In 1965, Intel co-founder Gordon Moore made an observation towards the future when he showed that the number of transistors on integrated circuits has doubled exponentially since its invention, making the amount of these contents denser per square inch. known as Moore’s Law.
This observation was soon known as Moore’s Law, a trend that continues until the present time but that was not always kept to the letter, the number of transistors per square inch doubled approximately every year and a half and not two as Gordon Moore had determined.
For mobile or a computer to become faster, it should have more transistors, these are electronic switches on and off of a microchip, processor or small electrical circuit. Therefore, the faster the electrical signal is processed, the more efficient the computer or mobile phone becomes.
The speed trend of the processors from 1970 to 2019 would indicate that Moore’s law is reaching its limit since, in the 1970s the speed of a processor varied between 740 kHz and 8 MHz while currently, an iPhone X has 2.69 GHz processing speed for example.
Moore’s Law will continue
With a trend towards faster and more powerful computers and mobiles, the need to improve transportation, medical care, education, and energy production is growing, and that is why Moore’s Law continues to be implemented, as many transistors in the smallest possible space.
Currently, silicon transistors that reach 14 nanometers are used, and the trend goes up to 10 and soon 5-nanometer chip designs, so it has been concluded that for Moore’s Law for a longer time, companies will have to create more materials.
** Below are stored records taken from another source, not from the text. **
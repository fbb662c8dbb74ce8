// src/scorer/openai.rs
//! LLM scorer backed by the OpenAI Chat Completions API.
//!
//! The model answers with a JSON object; anything that fails to arrive or to
//! parse is an error, never a silent "not relevant".

use anyhow::{anyhow, Context, Result};
use serde::{Deserialize, Serialize};
use std::collections::BTreeSet;
use std::time::Duration;

use super::{Scorer, TagVocabulary};
use crate::model::{AnalyzedTopic, Candidate, NarrativeProposal};

pub const DEFAULT_MODEL: &str = "gpt-4o-mini";
const ENDPOINT: &str = "https://api.openai.com/v1/chat/completions";

/// Shape the model is asked to produce. Ratings are read as plain numbers
/// (models answer `7.5` or `300` now and then) and clamped later.
#[derive(Debug, Clone, Deserialize)]
#[serde(rename_all = "camelCase")]
pub struct LlmAnalysis {
    pub relevant: bool,
    #[serde(default)]
    pub relevance_score: f64,
    #[serde(default)]
    pub tags: Vec<String>,
    #[serde(default)]
    pub visual_rating: f64,
    #[serde(default)]
    pub visual_reason: Option<String>,
    #[serde(default)]
    pub summary: Option<String>,
    #[serde(default)]
    pub narrative_proposal: Option<NarrativeProposal>,
}

pub struct OpenAiScorer {
    http: reqwest::Client,
    api_key: String,
    model: String,
    vocabulary: TagVocabulary,
}

impl OpenAiScorer {
    pub fn new(api_key: String, model: &str, vocabulary: TagVocabulary) -> Result<Self> {
        let http = reqwest::Client::builder()
            .user_agent("topic-research/0.1")
            .connect_timeout(Duration::from_secs(4))
            .timeout(Duration::from_secs(30))
            .build()
            .context("building openai http client")?;
        let model = if model.trim().is_empty() {
            DEFAULT_MODEL.to_string()
        } else {
            model.trim().to_string()
        };
        Ok(Self {
            http,
            api_key,
            model,
            vocabulary,
        })
    }

    fn system_prompt(&self) -> String {
        format!(
            "You assess news items for a popular-science TV magazine. \
             Criteria: entertaining knowledge transfer, filmable on location, socially relevant \
             or entertaining, interesting for a broad audience. \
             Answer with ONE JSON object: {{\"relevant\": bool, \"relevanceScore\": 1-10, \
             \"tags\": [..] (only from: {}), \"visualRating\": 1-5, \"visualReason\": string, \
             \"summary\": string, \"narrativeProposal\": {{\"durationEstimate\": string, \
             \"segments\": [string], \"locations\": [string], \"roles\": [string], \
             \"dramaticArc\": string}}}}.",
            self.vocabulary.as_slice().join(", ")
        )
    }

    async fn complete(&self, candidate: &Candidate) -> Result<String> {
        #[derive(Serialize)]
        struct Msg<'a> {
            role: &'a str,
            content: &'a str,
        }
        #[derive(Serialize)]
        struct ResponseFormat {
            #[serde(rename = "type")]
            kind: &'static str,
        }
        #[derive(Serialize)]
        struct Req<'a> {
            model: &'a str,
            messages: Vec<Msg<'a>>,
            temperature: f32,
            response_format: ResponseFormat,
        }
        #[derive(Deserialize)]
        struct Resp {
            choices: Vec<Choice>,
        }
        #[derive(Deserialize)]
        struct Choice {
            message: ChoiceMsg,
        }
        #[derive(Deserialize)]
        struct ChoiceMsg {
            content: String,
        }

        let sys = self.system_prompt();
        let user = format!(
            "Title: {}\nSummary: {}\nSource: {} ({})",
            candidate.title, candidate.summary, candidate.source_name, candidate.credibility
        );
        let req = Req {
            model: &self.model,
            messages: vec![
                Msg {
                    role: "system",
                    content: &sys,
                },
                Msg {
                    role: "user",
                    content: &user,
                },
            ],
            temperature: 0.0,
            response_format: ResponseFormat {
                kind: "json_object",
            },
        };

        let resp: Resp = self
            .http
            .post(ENDPOINT)
            .bearer_auth(&self.api_key)
            .json(&req)
            .send()
            .await
            .and_then(|r| r.error_for_status())
            .context("openai request")?
            .json()
            .await
            .context("openai response body")?;

        resp.choices
            .into_iter()
            .next()
            .map(|c| c.message.content)
            .ok_or_else(|| anyhow!("openai returned no choices"))
    }

    /// Turn the model's answer into a topic. Out-of-vocabulary tags are dropped,
    /// ratings are clamped into their ranges.
    pub fn topic_from_analysis(
        &self,
        id: u64,
        candidate: &Candidate,
        analysis: LlmAnalysis,
    ) -> Option<AnalyzedTopic> {
        if !analysis.relevant {
            return None;
        }
        let tags: BTreeSet<String> = self.vocabulary.restrict(&analysis.tags);
        if tags.is_empty() {
            tracing::debug!(target: "scorer", id, "no known tags; treating as not relevant");
            return None;
        }
        let mut topic = AnalyzedTopic::from_candidate(
            id,
            candidate,
            tags,
            clamp_rating(analysis.visual_rating, 1, 5),
            clamp_rating(analysis.relevance_score, 1, 10),
            analysis.narrative_proposal.unwrap_or_default(),
        );
        topic.visual_reason = analysis.visual_reason;
        if let Some(s) = analysis.summary.filter(|s| !s.trim().is_empty()) {
            topic.summary = s;
        }
        Some(topic)
    }
}

/// Round to the nearest integer inside `lo..=hi`; NaN maps to `lo`.
fn clamp_rating(v: f64, lo: u8, hi: u8) -> u8 {
    if v.is_nan() {
        return lo;
    }
    v.round().clamp(f64::from(lo), f64::from(hi)) as u8
}

#[async_trait::async_trait]
impl Scorer for OpenAiScorer {
    async fn score(&self, id: u64, candidate: &Candidate) -> Result<Option<AnalyzedTopic>> {
        let content = self.complete(candidate).await?;
        let analysis: LlmAnalysis = serde_json::from_str(&content)
            .with_context(|| format!("parsing model answer for `{}`", candidate.title))?;
        Ok(self.topic_from_analysis(id, candidate, analysis))
    }

    fn name(&self) -> &'static str {
        "openai"
    }
}
// src/config.rs
//! Run configuration loaded from TOML.
//!
//! Resolution: `$RESEARCH_CONFIG_PATH` (must exist) → `config/research.toml`
//! → built-in `default_seed()`. Env overrides for the relevance threshold and
//! output path are applied on top.

use anyhow::{anyhow, Context, Result};
use serde::Deserialize;
use std::fs;
use std::path::{Path, PathBuf};

use crate::archive::{load_archive_titles_from, DEFAULT_MIN_SHARED_KEYWORDS};
use crate::ingest::rss::{DEFAULT_DAYS_BACK, DEFAULT_MAX_ITEMS, MAX_DAYS_BACK};
use crate::keywords::DEFAULT_STOP_WORDS;
use crate::model::CredibilityTier;
use crate::relevance::{parse_min_relevance_env, DEFAULT_MIN_RELEVANCE, ENV_MIN_RELEVANCE};
use crate::scorer::openai::DEFAULT_MODEL;
use crate::scorer::DEFAULT_TAGS;
use crate::sink::DEFAULT_OUTPUT_PATH;

pub const DEFAULT_CONFIG_PATH: &str = "config/research.toml";
pub const ENV_CONFIG_PATH: &str = "RESEARCH_CONFIG_PATH";
pub const ENV_OUTPUT_PATH: &str = "RESEARCH_OUTPUT_PATH";

#[derive(Debug, Clone, Deserialize)]
pub struct ResearchConfig {
    #[serde(default)]
    pub pipeline: PipelineSection,
    #[serde(default)]
    pub sources: Vec<SourceConfig>,
    #[serde(default)]
    pub archive: ArchiveSection,
    #[serde(default)]
    pub keywords: KeywordsSection,
    #[serde(default)]
    pub scorer: ScorerConfig,
}

#[derive(Debug, Clone, Deserialize)]
#[serde(default)]
pub struct PipelineSection {
    pub min_relevance: u8,
    pub min_shared_keywords: usize,
    pub days_back: u32,
    pub max_items_per_source: usize,
    pub output_path: PathBuf,
}

impl Default for PipelineSection {
    fn default() -> Self {
        Self {
            min_relevance: DEFAULT_MIN_RELEVANCE,
            min_shared_keywords: DEFAULT_MIN_SHARED_KEYWORDS,
            days_back: DEFAULT_DAYS_BACK,
            max_items_per_source: DEFAULT_MAX_ITEMS,
            output_path: PathBuf::from(DEFAULT_OUTPUT_PATH),
        }
    }
}

#[derive(Debug, Clone, Deserialize, PartialEq, Eq)]
pub struct SourceConfig {
    pub name: String,
    pub url: String,
    pub credibility: CredibilityTier,
}

#[derive(Debug, Clone, Default, Deserialize)]
#[serde(default)]
pub struct ArchiveSection {
    /// Inline titles of already covered topics.
    pub titles: Vec<String>,
    /// Optional file with more titles (TOML `titles = [...]` or JSON array).
    pub path: Option<PathBuf>,
}

#[derive(Debug, Clone, Deserialize)]
#[serde(default)]
pub struct KeywordsSection {
    pub stop_words: Vec<String>,
}

impl Default for KeywordsSection {
    fn default() -> Self {
        Self {
            stop_words: DEFAULT_STOP_WORDS.iter().map(|s| s.to_string()).collect(),
        }
    }
}

#[derive(Debug, Clone, Deserialize)]
#[serde(default)]
pub struct ScorerConfig {
    /// "heuristic" | "openai"
    pub provider: String,
    pub model: String,
    /// Controlled tag vocabulary.
    pub tags: Vec<String>,
}

impl Default for ScorerConfig {
    fn default() -> Self {
        Self {
            provider: "openai".to_string(),
            model: DEFAULT_MODEL.to_string(),
            tags: DEFAULT_TAGS.iter().map(|s| s.to_string()).collect(),
        }
    }
}

impl ResearchConfig {
    /// Resolve the config file, parse it and apply env overrides.
    pub fn load() -> Result<Self> {
        let mut cfg = match std::env::var(ENV_CONFIG_PATH) {
            Ok(p) => {
                let pb = PathBuf::from(p);
                if !pb.exists() {
                    return Err(anyhow!(
                        "{ENV_CONFIG_PATH} points to non-existent path {}",
                        pb.display()
                    ));
                }
                Self::load_from(&pb)?
            }
            Err(_) => {
                let default = PathBuf::from(DEFAULT_CONFIG_PATH);
                if default.exists() {
                    Self::load_from(&default)?
                } else {
                    tracing::info!(target: "config", "no config file found; using built-in defaults");
                    Self::default_seed()
                }
            }
        };
        cfg.apply_env_overrides();
        Ok(cfg)
    }

    pub fn load_from(path: &Path) -> Result<Self> {
        let content = fs::read_to_string(path)
            .with_context(|| format!("reading research config from {}", path.display()))?;
        let mut cfg = Self::from_toml_str(&content)
            .with_context(|| format!("parsing research config {}", path.display()))?;
        // Relative archive paths are resolved against the config file.
        if let (Some(p), Some(dir)) = (cfg.archive.path.as_mut(), path.parent()) {
            if p.is_relative() {
                *p = dir.join(&*p);
            }
        }
        Ok(cfg)
    }

    pub fn from_toml_str(s: &str) -> Result<Self> {
        let cfg: Self = toml::from_str(s)?;
        cfg.validate()?;
        Ok(cfg)
    }

    fn validate(&self) -> Result<()> {
        if !(1..=10).contains(&self.pipeline.min_relevance) {
            return Err(anyhow!(
                "pipeline.min_relevance must be within 1..=10, got {}",
                self.pipeline.min_relevance
            ));
        }
        if self.pipeline.min_shared_keywords == 0 {
            return Err(anyhow!("pipeline.min_shared_keywords must be at least 1"));
        }
        if !(1..=MAX_DAYS_BACK).contains(&self.pipeline.days_back) {
            return Err(anyhow!(
                "pipeline.days_back must be within 1..={MAX_DAYS_BACK}, got {}",
                self.pipeline.days_back
            ));
        }
        if self.scorer.tags.iter().all(|t| t.trim().is_empty()) {
            return Err(anyhow!("scorer.tags must not be empty"));
        }
        for s in &self.sources {
            if s.name.trim().is_empty() || s.url.trim().is_empty() {
                return Err(anyhow!("every source needs a name and a url"));
            }
        }
        Ok(())
    }

    pub fn apply_env_overrides(&mut self) {
        if let Some(t) = parse_min_relevance_env(std::env::var(ENV_MIN_RELEVANCE).ok()) {
            self.pipeline.min_relevance = t;
        }
        if let Ok(p) = std::env::var(ENV_OUTPUT_PATH) {
            if !p.trim().is_empty() {
                self.pipeline.output_path = PathBuf::from(p.trim());
            }
        }
    }

    /// Inline titles followed by the ones from `archive.path`, if set.
    pub fn archive_titles(&self) -> Result<Vec<String>> {
        let mut titles = self.archive.titles.clone();
        if let Some(p) = &self.archive.path {
            titles.extend(load_archive_titles_from(p)?);
        }
        Ok(titles)
    }

    /// Built-in sources, archive and vocabulary.
    pub fn default_seed() -> Self {
        let sources = [
            ("Tagesschau", "https://www.tagesschau.de/xml/rss2/", CredibilityTier::Green),
            (
                "Der Spiegel",
                "https://www.spiegel.de/schlagzeilen/index.rss",
                CredibilityTier::Green,
            ),
            ("Zeit Online", "https://newsfeed.zeit.de/index", CredibilityTier::Green),
            (
                "ScienceDaily",
                "https://www.sciencedaily.com/rss/all.xml",
                CredibilityTier::Green,
            ),
            (
                "Bild",
                "https://www.bild.de/rssfeeds/vw-home/vw-home-16725562,view=rss2.bild.xml",
                CredibilityTier::Yellow,
            ),
        ]
        .into_iter()
        .map(|(name, url, credibility)| SourceConfig {
            name: name.to_string(),
            url: url.to_string(),
            credibility,
        })
        .collect();

        let titles = [
            "klimawandel grundlagen",
            "elektroauto batterie",
            "künstliche intelligenz basics",
            "plastik im meer",
            "corona impfung",
            "schwarze löcher einführung",
        ]
        .into_iter()
        .map(String::from)
        .collect();

        Self {
            pipeline: PipelineSection::default(),
            sources,
            archive: ArchiveSection { titles, path: None },
            keywords: KeywordsSection::default(),
            scorer: ScorerConfig::default(),
        }
    }
}
// src/keywords.rs
//! Keyword extraction: free text → canonical keyword set.
//!
//! Tokens are maximal runs of Unicode letters/digits (combining marks stay
//! attached to their base letter), lowercased. Stop words
//! and short tokens (fewer than [`MIN_KEYWORD_CHARS`] characters) are dropped.

use once_cell::sync::OnceCell;
use regex::Regex;
use std::collections::{BTreeSet, HashSet};

/// Tokens shorter than this (in chars, not bytes) are never keywords.
pub const MIN_KEYWORD_CHARS: usize = 4;

/// German function words plus the "new" adjectives that show up in most
/// headlines without saying anything about the topic.
pub const DEFAULT_STOP_WORDS: &[&str] = &[
    "der", "die", "das", "ein", "eine", "und", "oder", "für", "mit", "von", "zu", "im", "am",
    "ist", "sind", "wird", "werden", "kann", "könnte", "neue", "neuer", "neues",
];

fn word_regex() -> &'static Regex {
    static RE: OnceCell<Regex> = OnceCell::new();
    RE.get_or_init(|| Regex::new(r"[\p{L}\p{M}\p{N}]+").expect("keyword regex"))
}

#[derive(Debug, Clone)]
pub struct KeywordExtractor {
    stop_words: HashSet<String>,
}

impl Default for KeywordExtractor {
    fn default() -> Self {
        Self::new(DEFAULT_STOP_WORDS.iter().copied())
    }
}

impl KeywordExtractor {
    /// Stop words are case-folded on the way in.
    pub fn new<I, S>(stop_words: I) -> Self
    where
        I: IntoIterator<Item = S>,
        S: AsRef<str>,
    {
        Self {
            stop_words: stop_words
                .into_iter()
                .map(|w| w.as_ref().trim().to_lowercase())
                .filter(|w| !w.is_empty())
                .collect(),
        }
    }

    pub fn is_stop_word(&self, token: &str) -> bool {
        self.stop_words.contains(token)
    }

    pub fn extract(&self, text: &str) -> BTreeSet<String> {
        word_regex()
            .find_iter(text)
            .map(|m| m.as_str().to_lowercase())
            .filter(|t| t.chars().count() >= MIN_KEYWORD_CHARS && !self.is_stop_word(t))
            .collect()
    }
}

/// Join a keyword set back into text (space separated, sorted).
pub fn keywords_as_text(keywords: &BTreeSet<String>) -> String {
    keywords
        .iter()
        .map(String::as_str)
        .collect::<Vec<_>>()
        .join(" ")
}

#[cfg(test)]
mod tests {
    use super::*;

    fn set(words: &[&str]) -> BTreeSet<String> {
        words.iter().map(|w| w.to_string()).collect()
    }

    #[test]
    fn drops_stop_words_and_short_tokens() {
        let ex = KeywordExtractor::default();
        let out = ex.extract("Neue Erkenntnisse zum Klimawandel und die Folgen für uns");
        assert_eq!(out, set(&["erkenntnisse", "folgen", "klimawandel"]));
    }

    #[test]
    fn unicode_words_are_case_folded_and_collapsed() {
        let ex = KeywordExtractor::default();
        let out = ex.extract("Künstliche Intelligenz: KÜNSTLICHE Intelligenz, 2025!");
        assert_eq!(out, set(&["2025", "intelligenz", "künstliche"]));
    }

    #[test]
    fn length_is_counted_in_chars() {
        let ex = KeywordExtractor::new(Vec::<String>::new());
        // "größ" is 4 chars but 6 bytes; "über" likewise.
        assert_eq!(ex.extract("größ für über"), set(&["größ", "über"]));
    }

    #[test]
    fn combining_marks_do_not_split_words() {
        let ex = KeywordExtractor::default();
        let out = ex.extract("Mu\u{0308}nchen und Bru\u{0308}cke");
        assert_eq!(out, set(&["bru\u{0308}cke", "mu\u{0308}nchen"]));
    }

    #[test]
    fn empty_text_yields_empty_set() {
        let ex = KeywordExtractor::default();
        assert!(ex.extract("").is_empty());
        assert!(ex.extract(" ... !!! ").is_empty());
    }

    #[test]
    fn custom_stop_words_are_case_insensitive() {
        let ex = KeywordExtractor::new(["Galileo"]);
        assert_eq!(ex.extract("GALILEO testet Raketen"), set(&["raketen", "testet"]));
    }

    #[test]
    fn re_extraction_is_idempotent() {
        let ex = KeywordExtractor::default();
        for s in [
            "Quantencomputer Durchbruch München",
            "Plastik Meer Mikroplastik Strände Nordsee",
            "Schwarze Löcher Einführung Teleskop 2025",
        ] {
            let once = ex.extract(s);
            let twice = ex.extract(&keywords_as_text(&once));
            assert_eq!(once, twice, "input: {s}");
        }
    }
}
New and better by jumping into the next generation.
According to the report of the International Technology Roadmap for Semiconductors (ITRS), chip manufacturers such as Intel and Samsung mention that transistors would reach their maximum development in 2021since by then it will not be economically viable to reduce them in size, ending with Moore’s Law.
On the other hand, TSMC does not agree with this since the company is already producing A12 chips for the iPhone with a 7-nanometer process, expecting an improved version of these for the A13 this fall, TSMC also indicates that new chips from 5 nanometers could bequeath in early 2020 keeping Moore’s rule alive longer.